When you think of 10 celebrities mostly, you picture award‑winning actors, runway icons, and sports legends. Yet a surprising number of them have also taken a stab at the music business, often with results that are more amusing than admirable. Below we explore ten famous faces who ventured into song‑craft, delivering tracks that range from quirky novelty to outright cringe‑fest.

10 Celebrities Mostly: Musical Mishaps

10 Brie Larson—She Said

Before she became an Oscar‑winning actress, Brie Larson tried her hand at pop music. After a handful of child‑acting gigs, she launched a brief recording career, issuing the 2005 album Finally Out Of P. E.. The record is pure bubble‑gum teen pop, a fitting soundtrack for a sixteen‑year‑old navigating high school.

The single She Said emerged from that album, but it barely made a ripple on the charts. Larson later grew disillusioned with the industry, feeling that her own songs were dismissed in favor of label‑chosen material. She chose to walk away rather than be molded into a sound that wasn’t hers.

Reflecting on the experience, Larson admitted the whole episode taught her to trust her own creative instincts, a lesson that eventually helped shape her acclaimed acting career.

9 Macaulay Culkin—Pizza Gal

Child‑star Macaulay Culkin formed a novelty band called The Pizza Underground, a tongue‑in‑cheek tribute to the Velvet Underground. Their track Pizza Gal parodies the classic Femme Fatale, swapping romance for pepperoni‑laden punchlines.

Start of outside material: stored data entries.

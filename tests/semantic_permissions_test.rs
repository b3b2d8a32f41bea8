use insight_guard::intent::{extract_intent, AnalysisType, MetricKind, TimeRange, TimeUnit};
use insight_guard::semantic::document::{DocumentKind, SemanticDocument};
use insight_guard::semantic::embedder::HashEmbedder;
use insight_guard::semantic::retriever::{SemanticRetriever, SemanticSearch};
use insight_guard::semantic::vector_store::InMemoryVectorStore;
use std::sync::Arc;

fn metric_doc(id: &str, roles: &[&str]) -> SemanticDocument {
    SemanticDocument {
        id: id.to_string(),
        kind: DocumentKind::Metric,
        database_name: "analytics".to_string(),
        table_name: "orders".to_string(),
        column_name: Some("revenue".to_string()),
        semantic_type: None,
        metric_name: Some(id.to_string()),
        allowed_roles: roles.iter().map(|r| r.to_string()).collect(),
        text: format!("Metric {} over analytics.orders revenue", id),
    }
}

async fn ids_for(retriever: &SemanticRetriever, role: &str) -> Vec<String> {
    retriever
        .search("org:org_demo:semantic:default_mysql", "revenue", 12, role)
        .await
        .unwrap()
        .into_iter()
        .map(|d| d.id)
        .collect()
}

#[tokio::test]
async fn test_public_and_role_scoped_documents() {
    let retriever = SemanticRetriever::new(Arc::new(InMemoryVectorStore::new()), Arc::new(HashEmbedder::new()));
    retriever
        .index_documents(
            "org:org_demo:semantic:default_mysql",
            vec![metric_doc("orders_count", &[]), metric_doc("orders_revenue_sum", &["finance"])],
        )
        .await
        .unwrap();

    let sales = ids_for(&retriever, "sales").await;
    assert!(sales.contains(&"orders_count".to_string()));
    assert!(!sales.contains(&"orders_revenue_sum".to_string()));

    let finance = ids_for(&retriever, "finance").await;
    assert!(finance.contains(&"orders_count".to_string()));
    assert!(finance.contains(&"orders_revenue_sum".to_string()));
}

#[tokio::test]
async fn test_collections_are_isolated() {
    let retriever = SemanticRetriever::new(Arc::new(InMemoryVectorStore::new()), Arc::new(HashEmbedder::new()));
    retriever
        .index_documents("org:org_a:semantic:ds", vec![metric_doc("orders_count", &[])])
        .await
        .unwrap();

    let other = retriever.search("org:org_b:semantic:ds", "orders", 12, "admin").await.unwrap();
    assert!(other.is_empty());
}

#[test]
fn test_intent_for_revenue_trend_question() {
    let question = "show revenue trend last 3 months";
    let intent = extract_intent(question);
    assert_eq!(intent.analysis_type, AnalysisType::Trend);
    assert_eq!(intent.metric, MetricKind::Sum);
    assert_eq!(intent.time_range, TimeRange::Relative { value: 3, unit: TimeUnit::Month });
    assert_eq!(extract_intent(question), intent);
}
//! Semantic documents: retrievable descriptions of tables, columns and metrics.

use serde::{Deserialize, Serialize};

#[derive(Debug, Clone, Copy, PartialEq, Eq, Hash, Serialize, Deserialize)]
#[serde(rename_all = "snake_case")]
pub enum DocumentKind {
    Table,
    Column,
    Metric,
}

#[derive(Debug, Clone, Copy, PartialEq, Eq, Hash, Serialize, Deserialize)]
#[serde(rename_all = "snake_case")]
pub enum SemanticType {
    TimeDimension,
    Measure,
    Dimension,
}

impl SemanticType {
    pub fn as_str(&self) -> &'static str {
        match self {
            SemanticType::TimeDimension => "time_dimension",
            SemanticType::Measure => "measure",
            SemanticType::Dimension => "dimension",
        }
    }
}

#[derive(Debug, Clone, PartialEq, Serialize, Deserialize)]
pub struct SemanticDocument {
    pub id: String,
    pub kind: DocumentKind,
    pub database_name: String,
    pub table_name: String,
    #[serde(default, skip_serializing_if = "Option::is_none")]
    pub column_name: Option<String>,
    #[serde(default, skip_serializing_if = "Option::is_none")]
    pub semantic_type: Option<SemanticType>,
    /// Metric name for `DocumentKind::Metric` documents.
    #[serde(default, skip_serializing_if = "Option::is_none")]
    pub metric_name: Option<String>,
    /// Empty means public.
    #[serde(default)]
    pub allowed_roles: Vec<String>,
    pub text: String,
}

impl SemanticDocument {
    pub fn fully_qualified_table(&self) -> String {
        format!("{}.{}", self.database_name, self.table_name)
    }

    pub fn is_visible_to(&self, role: &str) -> bool {
        self.allowed_roles.is_empty() || self.allowed_roles.iter().any(|r| r == role)
    }
}

/// Vector collection holding one data source's documents for one organization.
pub fn semantic_collection(organization_id: &str, data_source_id: &str) -> String {
    format!("org:{}:semantic:{}", organization_id, data_source_id)
}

Musically, the song mirrors the original’s moody vibe, but the lyrics are entirely about pizza, complete with cheesy metaphors and dough‑filled double entendres. Culkin described the project as one of those “good ideas you have when you’re drunk and wake up and forget about it… but we’re taking it to the end of the joke.”

Unsurprisingly, the result feels more like a drunken frat prank than a serious musical effort, leaving listeners both amused and bewildered.

8 Andy Murray—Autograph

Tennis champion Andy Murray teamed up with fellow pro Novak Djokovic and the Bryan Bros Band in 2009 to record Autograph. The song humorously details the fatigue Murray feels when endlessly signing fans’ signatures after matches.

Murray even attempts a rap verse, spouting lines like “during Wimbledon it really gets crazy, my hand cramps up and my mind gets hazy” and “I sign and sign, but the line doesn’t end. Wake me up tomorrow, let’s do it again.”

Critics agree the track is as lackluster as its title suggests, serving as a reminder that some athletes are best left to swing rackets, not microphones.

7 Naomi Campbell—Love and Tears

Supermodel Naomi Campbell ventured into music in 1994, releasing the album Baby Woman. The single Love and Tears was the lead track, showcasing a surprisingly competent R&B vibe.

While the song isn’t a disaster, it failed to catapult Campbell into a lasting music career. The album flopped commercially everywhere except Japan, and “Love and Tears” remained her sole charting effort.

Nonetheless, the track proved that even runway royalty can produce a decent melody, albeit without long‑term success.

6 Frankie Muniz—What Your Mother Taught You

After starring in Malcolm in the Middle, Frankie Muniz joined indie pop outfit Kingsfoil from 2012 to 2014. He contributed drums to their album A Beating Heart is a Bleeding Heart, and the single What Your Mother Taught You emerged as their most recognizable song.

Fans of Kingsfoil likened the sound to a milder version of Coldplay, with Muniz’s steady drumming providing a solid backbone. Before Kingsfoil, he also played with the band You Hang Up, illustrating his genuine passion for music.

Muniz departed in 2014 due to filming commitments for Hot Bath an’ a Stiff Drink 2, leaving behind a brief but earnest musical chapter.

5 Steven Seagal—My God

Action star Steven Seagal released his debut album Songs from the Crystal Cave in 2004, featuring the controversial track My God. Despite Seagal’s respectable guitar chops, the song flops spectacularly.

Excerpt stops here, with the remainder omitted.